• MATERIAL FOR THIS EXERCISE:
^^^^
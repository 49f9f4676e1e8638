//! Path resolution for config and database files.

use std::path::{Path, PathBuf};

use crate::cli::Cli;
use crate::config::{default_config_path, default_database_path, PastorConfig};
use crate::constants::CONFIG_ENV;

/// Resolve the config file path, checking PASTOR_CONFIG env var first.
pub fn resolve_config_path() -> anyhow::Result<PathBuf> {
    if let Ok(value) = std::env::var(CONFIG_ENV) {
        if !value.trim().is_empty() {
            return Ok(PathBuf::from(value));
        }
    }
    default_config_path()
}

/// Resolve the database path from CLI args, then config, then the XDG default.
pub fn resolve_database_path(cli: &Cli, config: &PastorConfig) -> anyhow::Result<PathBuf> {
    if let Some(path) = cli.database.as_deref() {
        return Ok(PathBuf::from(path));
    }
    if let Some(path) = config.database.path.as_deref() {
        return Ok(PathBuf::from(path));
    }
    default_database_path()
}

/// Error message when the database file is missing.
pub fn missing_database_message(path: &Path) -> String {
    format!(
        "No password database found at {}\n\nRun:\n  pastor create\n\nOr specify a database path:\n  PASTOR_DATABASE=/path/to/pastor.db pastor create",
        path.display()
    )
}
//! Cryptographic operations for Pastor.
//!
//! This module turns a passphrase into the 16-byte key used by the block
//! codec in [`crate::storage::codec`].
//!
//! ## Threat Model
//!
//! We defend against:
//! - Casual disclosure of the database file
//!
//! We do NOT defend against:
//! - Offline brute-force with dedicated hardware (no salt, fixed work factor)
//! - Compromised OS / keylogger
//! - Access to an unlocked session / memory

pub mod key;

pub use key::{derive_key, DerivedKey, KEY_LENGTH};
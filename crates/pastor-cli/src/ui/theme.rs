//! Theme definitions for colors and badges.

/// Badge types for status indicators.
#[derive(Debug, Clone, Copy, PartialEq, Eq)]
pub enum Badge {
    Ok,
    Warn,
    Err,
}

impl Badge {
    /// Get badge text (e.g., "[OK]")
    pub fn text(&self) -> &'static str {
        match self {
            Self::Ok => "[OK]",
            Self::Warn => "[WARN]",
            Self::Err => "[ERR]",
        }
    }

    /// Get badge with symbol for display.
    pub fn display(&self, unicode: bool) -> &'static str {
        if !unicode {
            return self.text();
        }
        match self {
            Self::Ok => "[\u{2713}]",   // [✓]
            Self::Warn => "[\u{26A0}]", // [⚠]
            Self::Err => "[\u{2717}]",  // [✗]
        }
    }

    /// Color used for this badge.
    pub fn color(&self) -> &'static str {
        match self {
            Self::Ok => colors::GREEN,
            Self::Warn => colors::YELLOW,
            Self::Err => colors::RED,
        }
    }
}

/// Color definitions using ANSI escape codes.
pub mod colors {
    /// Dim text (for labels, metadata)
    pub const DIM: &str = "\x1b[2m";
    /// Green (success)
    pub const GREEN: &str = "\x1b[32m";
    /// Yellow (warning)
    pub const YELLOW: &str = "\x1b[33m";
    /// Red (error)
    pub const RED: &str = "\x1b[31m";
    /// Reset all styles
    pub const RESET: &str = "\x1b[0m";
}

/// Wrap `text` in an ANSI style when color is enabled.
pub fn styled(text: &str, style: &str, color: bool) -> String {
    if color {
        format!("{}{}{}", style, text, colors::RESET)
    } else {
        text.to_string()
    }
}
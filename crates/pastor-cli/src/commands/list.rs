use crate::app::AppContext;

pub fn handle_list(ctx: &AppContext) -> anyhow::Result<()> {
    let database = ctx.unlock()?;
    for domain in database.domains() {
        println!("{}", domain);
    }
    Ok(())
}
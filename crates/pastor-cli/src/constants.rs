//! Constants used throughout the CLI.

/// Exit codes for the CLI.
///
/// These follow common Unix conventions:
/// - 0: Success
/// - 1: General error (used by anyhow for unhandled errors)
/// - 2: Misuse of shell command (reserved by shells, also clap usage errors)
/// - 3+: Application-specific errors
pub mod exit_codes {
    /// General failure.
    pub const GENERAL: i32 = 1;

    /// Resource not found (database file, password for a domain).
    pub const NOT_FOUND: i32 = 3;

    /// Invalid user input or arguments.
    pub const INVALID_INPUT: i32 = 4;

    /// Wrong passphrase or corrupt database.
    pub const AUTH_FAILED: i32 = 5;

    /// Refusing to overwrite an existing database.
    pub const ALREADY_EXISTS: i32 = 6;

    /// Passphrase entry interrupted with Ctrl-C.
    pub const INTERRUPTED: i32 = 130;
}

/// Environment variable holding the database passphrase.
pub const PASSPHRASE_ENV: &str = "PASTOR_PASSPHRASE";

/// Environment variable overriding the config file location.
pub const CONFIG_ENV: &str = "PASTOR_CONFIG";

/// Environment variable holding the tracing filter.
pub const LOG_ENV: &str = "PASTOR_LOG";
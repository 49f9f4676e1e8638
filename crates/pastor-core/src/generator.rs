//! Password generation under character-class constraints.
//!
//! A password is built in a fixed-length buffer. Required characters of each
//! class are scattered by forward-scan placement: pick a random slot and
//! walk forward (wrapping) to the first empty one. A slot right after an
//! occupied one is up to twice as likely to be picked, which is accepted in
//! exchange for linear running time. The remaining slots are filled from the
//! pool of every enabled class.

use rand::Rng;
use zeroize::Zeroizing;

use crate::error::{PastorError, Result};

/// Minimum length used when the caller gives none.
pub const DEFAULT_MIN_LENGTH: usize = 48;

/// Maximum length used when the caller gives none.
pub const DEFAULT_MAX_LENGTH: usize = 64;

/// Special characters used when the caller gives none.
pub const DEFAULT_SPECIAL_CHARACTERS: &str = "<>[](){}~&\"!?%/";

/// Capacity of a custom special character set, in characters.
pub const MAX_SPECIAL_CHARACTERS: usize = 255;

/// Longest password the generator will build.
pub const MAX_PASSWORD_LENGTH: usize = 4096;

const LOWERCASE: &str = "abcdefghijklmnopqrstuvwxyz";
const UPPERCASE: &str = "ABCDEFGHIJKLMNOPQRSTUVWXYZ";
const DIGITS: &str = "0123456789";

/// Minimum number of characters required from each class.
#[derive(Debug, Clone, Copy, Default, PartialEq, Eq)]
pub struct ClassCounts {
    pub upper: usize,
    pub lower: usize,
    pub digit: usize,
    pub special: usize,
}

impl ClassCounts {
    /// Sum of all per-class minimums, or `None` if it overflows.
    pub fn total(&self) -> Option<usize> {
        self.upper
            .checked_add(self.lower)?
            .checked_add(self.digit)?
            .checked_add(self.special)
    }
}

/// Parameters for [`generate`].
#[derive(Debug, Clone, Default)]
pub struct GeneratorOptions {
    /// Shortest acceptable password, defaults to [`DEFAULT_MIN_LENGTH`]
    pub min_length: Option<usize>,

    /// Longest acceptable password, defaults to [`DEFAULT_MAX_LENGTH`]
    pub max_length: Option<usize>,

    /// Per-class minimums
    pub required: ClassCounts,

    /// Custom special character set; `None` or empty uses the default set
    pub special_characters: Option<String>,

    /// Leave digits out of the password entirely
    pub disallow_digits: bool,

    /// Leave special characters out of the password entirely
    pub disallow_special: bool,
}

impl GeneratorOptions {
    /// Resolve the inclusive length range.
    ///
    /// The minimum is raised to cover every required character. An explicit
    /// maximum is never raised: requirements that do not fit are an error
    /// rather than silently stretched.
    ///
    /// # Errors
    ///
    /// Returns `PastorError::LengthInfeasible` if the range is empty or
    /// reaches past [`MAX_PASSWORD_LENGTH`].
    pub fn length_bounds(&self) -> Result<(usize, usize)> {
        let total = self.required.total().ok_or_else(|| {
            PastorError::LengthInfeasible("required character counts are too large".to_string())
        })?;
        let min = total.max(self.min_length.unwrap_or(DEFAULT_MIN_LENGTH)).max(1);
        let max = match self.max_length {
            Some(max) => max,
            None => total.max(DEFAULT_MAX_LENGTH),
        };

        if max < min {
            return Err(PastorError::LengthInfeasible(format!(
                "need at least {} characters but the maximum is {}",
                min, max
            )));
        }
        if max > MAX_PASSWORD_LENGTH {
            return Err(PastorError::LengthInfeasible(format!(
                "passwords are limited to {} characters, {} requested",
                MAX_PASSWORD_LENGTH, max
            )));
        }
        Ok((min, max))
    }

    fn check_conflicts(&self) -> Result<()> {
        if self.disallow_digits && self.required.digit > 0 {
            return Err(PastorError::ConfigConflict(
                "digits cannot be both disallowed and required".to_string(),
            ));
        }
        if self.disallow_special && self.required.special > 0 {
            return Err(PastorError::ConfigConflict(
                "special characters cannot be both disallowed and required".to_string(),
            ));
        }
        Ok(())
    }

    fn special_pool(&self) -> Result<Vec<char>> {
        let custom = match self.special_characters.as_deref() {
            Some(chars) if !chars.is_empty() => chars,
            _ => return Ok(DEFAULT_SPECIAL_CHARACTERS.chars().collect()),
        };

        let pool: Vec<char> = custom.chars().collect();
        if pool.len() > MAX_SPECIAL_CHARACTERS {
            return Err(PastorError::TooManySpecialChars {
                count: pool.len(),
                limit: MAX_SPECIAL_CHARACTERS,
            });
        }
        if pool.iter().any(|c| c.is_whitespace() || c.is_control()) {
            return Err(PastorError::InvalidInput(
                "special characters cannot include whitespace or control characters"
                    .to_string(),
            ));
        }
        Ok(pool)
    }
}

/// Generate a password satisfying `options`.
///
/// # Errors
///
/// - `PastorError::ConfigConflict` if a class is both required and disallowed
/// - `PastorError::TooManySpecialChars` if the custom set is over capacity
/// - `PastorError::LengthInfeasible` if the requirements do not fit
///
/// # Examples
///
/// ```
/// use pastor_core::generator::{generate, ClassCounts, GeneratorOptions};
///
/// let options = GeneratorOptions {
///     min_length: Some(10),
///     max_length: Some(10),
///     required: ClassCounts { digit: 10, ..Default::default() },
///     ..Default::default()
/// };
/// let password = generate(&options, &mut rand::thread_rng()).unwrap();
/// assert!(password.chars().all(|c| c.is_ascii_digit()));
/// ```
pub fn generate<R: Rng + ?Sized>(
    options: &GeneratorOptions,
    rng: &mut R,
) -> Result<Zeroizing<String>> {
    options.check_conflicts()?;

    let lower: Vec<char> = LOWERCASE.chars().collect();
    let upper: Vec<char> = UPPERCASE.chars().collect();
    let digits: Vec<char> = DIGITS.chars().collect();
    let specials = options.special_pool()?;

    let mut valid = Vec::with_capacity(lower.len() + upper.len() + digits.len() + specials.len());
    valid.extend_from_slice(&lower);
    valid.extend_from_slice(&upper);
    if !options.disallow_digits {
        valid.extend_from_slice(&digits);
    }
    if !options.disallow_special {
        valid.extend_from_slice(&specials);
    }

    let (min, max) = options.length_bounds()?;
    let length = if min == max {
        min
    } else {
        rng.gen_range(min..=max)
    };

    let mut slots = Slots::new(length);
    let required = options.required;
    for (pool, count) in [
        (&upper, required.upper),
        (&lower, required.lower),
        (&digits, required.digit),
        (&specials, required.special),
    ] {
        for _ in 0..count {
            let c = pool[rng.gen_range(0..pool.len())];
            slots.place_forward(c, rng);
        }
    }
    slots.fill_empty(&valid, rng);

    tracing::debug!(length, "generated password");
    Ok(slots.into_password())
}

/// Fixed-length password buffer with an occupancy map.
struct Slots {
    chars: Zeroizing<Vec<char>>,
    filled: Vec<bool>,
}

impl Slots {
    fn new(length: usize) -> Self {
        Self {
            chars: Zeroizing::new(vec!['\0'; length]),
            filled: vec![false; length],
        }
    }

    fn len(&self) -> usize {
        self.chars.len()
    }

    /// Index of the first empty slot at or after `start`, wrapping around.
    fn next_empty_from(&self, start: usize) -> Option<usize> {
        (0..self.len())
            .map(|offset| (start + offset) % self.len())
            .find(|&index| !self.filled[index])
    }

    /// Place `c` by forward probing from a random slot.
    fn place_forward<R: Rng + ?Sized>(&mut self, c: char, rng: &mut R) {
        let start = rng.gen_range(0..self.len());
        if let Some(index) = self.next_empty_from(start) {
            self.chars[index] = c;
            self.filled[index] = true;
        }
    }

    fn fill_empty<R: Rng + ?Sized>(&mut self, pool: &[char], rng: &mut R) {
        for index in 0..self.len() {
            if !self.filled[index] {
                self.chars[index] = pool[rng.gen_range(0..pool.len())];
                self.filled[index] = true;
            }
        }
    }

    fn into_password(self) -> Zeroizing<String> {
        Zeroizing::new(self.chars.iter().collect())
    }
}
^^^^
• PROBLEM REQUIREMENTS:
In your reply, restate exactly the lines from the start of the records above through the line holding "file is missing.", including both, and nothing else.

• SOLUTION TO THIS TASK:
repository 49f9f4676e1e8638
//! Path resolution for config and database files.

use std::path::{Path, PathBuf};

use crate::cli::Cli;
use crate::config::{default_config_path, default_database_path, PastorConfig};
use crate::constants::CONFIG_ENV;

/// Resolve the config file path, checking PASTOR_CONFIG env var first.
pub fn resolve_config_path() -> anyhow::Result<PathBuf> {
    if let Ok(value) = std::env::var(CONFIG_ENV) {
        if !value.trim().is_empty() {
            return Ok(PathBuf::from(value));
        }
    }
    default_config_path()
}

/// Resolve the database path from CLI args, then config, then the XDG default.
pub fn resolve_database_path(cli: &Cli, config: &PastorConfig) -> anyhow::Result<PathBuf> {
    if let Some(path) = cli.database.as_deref() {
        return Ok(PathBuf::from(path));
    }
    if let Some(path) = config.database.path.as_deref() {
        return Ok(PathBuf::from(path));
    }
    default_database_path()
}

/// Error message when the database file is missing.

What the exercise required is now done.